◆ **Try it**: Check each line of the listing, and copy it if it contains the word "libreoffice".

◆ **Records provided**:
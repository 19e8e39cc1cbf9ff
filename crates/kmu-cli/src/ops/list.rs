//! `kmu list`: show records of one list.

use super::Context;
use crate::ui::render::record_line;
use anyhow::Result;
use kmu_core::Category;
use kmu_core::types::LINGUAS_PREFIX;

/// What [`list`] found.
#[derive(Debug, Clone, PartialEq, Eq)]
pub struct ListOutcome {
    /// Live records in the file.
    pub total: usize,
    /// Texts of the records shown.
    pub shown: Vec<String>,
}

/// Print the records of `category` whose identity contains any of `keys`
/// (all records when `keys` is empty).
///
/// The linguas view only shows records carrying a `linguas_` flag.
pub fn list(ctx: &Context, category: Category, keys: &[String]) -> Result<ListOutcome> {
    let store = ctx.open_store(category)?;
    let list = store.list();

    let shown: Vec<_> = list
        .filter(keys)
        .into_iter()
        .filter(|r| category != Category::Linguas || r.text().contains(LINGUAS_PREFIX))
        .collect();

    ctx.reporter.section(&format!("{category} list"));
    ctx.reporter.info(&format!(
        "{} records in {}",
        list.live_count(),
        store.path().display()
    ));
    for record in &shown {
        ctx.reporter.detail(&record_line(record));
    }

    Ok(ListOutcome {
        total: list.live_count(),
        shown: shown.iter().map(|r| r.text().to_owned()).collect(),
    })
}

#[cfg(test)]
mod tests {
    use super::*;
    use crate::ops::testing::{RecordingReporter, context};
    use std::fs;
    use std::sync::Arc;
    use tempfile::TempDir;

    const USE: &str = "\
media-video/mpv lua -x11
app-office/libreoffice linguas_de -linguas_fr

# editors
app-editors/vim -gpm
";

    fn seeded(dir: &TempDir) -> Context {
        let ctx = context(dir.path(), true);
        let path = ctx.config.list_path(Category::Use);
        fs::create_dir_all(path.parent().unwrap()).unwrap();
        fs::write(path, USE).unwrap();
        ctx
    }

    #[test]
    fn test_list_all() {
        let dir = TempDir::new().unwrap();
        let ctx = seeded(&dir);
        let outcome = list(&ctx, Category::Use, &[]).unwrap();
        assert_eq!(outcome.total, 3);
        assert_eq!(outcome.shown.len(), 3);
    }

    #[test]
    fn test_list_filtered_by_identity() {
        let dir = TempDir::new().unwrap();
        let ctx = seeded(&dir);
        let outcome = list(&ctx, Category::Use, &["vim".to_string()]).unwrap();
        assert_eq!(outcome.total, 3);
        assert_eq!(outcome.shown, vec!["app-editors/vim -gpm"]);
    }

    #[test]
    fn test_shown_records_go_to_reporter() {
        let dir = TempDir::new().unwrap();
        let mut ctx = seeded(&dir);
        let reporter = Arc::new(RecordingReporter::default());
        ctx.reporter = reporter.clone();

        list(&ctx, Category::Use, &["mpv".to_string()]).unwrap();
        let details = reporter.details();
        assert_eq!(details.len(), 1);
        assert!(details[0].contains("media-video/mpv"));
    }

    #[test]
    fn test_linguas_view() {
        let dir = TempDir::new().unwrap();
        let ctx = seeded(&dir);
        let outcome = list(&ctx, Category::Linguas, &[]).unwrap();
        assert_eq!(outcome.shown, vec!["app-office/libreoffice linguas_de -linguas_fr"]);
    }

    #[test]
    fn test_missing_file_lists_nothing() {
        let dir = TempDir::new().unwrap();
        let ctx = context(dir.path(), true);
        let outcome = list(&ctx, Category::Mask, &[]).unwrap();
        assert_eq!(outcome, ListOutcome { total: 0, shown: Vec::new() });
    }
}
---
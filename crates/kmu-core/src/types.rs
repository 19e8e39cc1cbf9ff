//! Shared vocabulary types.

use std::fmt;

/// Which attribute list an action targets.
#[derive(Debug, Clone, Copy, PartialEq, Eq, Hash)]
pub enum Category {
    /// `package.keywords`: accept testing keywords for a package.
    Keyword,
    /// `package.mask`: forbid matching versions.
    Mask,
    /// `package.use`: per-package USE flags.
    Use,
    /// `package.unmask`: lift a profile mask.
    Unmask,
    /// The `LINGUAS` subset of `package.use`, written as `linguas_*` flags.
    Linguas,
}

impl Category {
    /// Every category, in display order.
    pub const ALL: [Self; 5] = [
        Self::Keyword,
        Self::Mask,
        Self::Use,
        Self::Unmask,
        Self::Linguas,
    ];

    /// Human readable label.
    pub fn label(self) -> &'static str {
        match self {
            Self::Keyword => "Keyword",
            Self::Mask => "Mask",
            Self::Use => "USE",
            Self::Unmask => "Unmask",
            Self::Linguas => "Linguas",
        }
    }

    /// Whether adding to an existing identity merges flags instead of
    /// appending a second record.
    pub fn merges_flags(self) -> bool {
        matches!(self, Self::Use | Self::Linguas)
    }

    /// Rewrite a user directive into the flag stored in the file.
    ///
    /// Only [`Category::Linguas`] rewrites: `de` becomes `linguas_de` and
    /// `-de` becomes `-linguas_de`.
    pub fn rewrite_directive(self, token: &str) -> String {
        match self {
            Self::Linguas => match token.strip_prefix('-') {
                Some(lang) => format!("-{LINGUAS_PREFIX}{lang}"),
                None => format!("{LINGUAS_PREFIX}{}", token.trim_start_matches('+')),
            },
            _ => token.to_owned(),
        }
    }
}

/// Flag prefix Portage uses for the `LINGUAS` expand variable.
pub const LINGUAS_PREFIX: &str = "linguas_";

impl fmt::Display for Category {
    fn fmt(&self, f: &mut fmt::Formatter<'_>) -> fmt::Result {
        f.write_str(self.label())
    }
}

◆ **Output below**:
app-office/libreoffice linguas_de -linguas_fr
        assert_eq!(outcome.shown, vec!["app-office/libreoffice linguas_de -linguas_fr"]);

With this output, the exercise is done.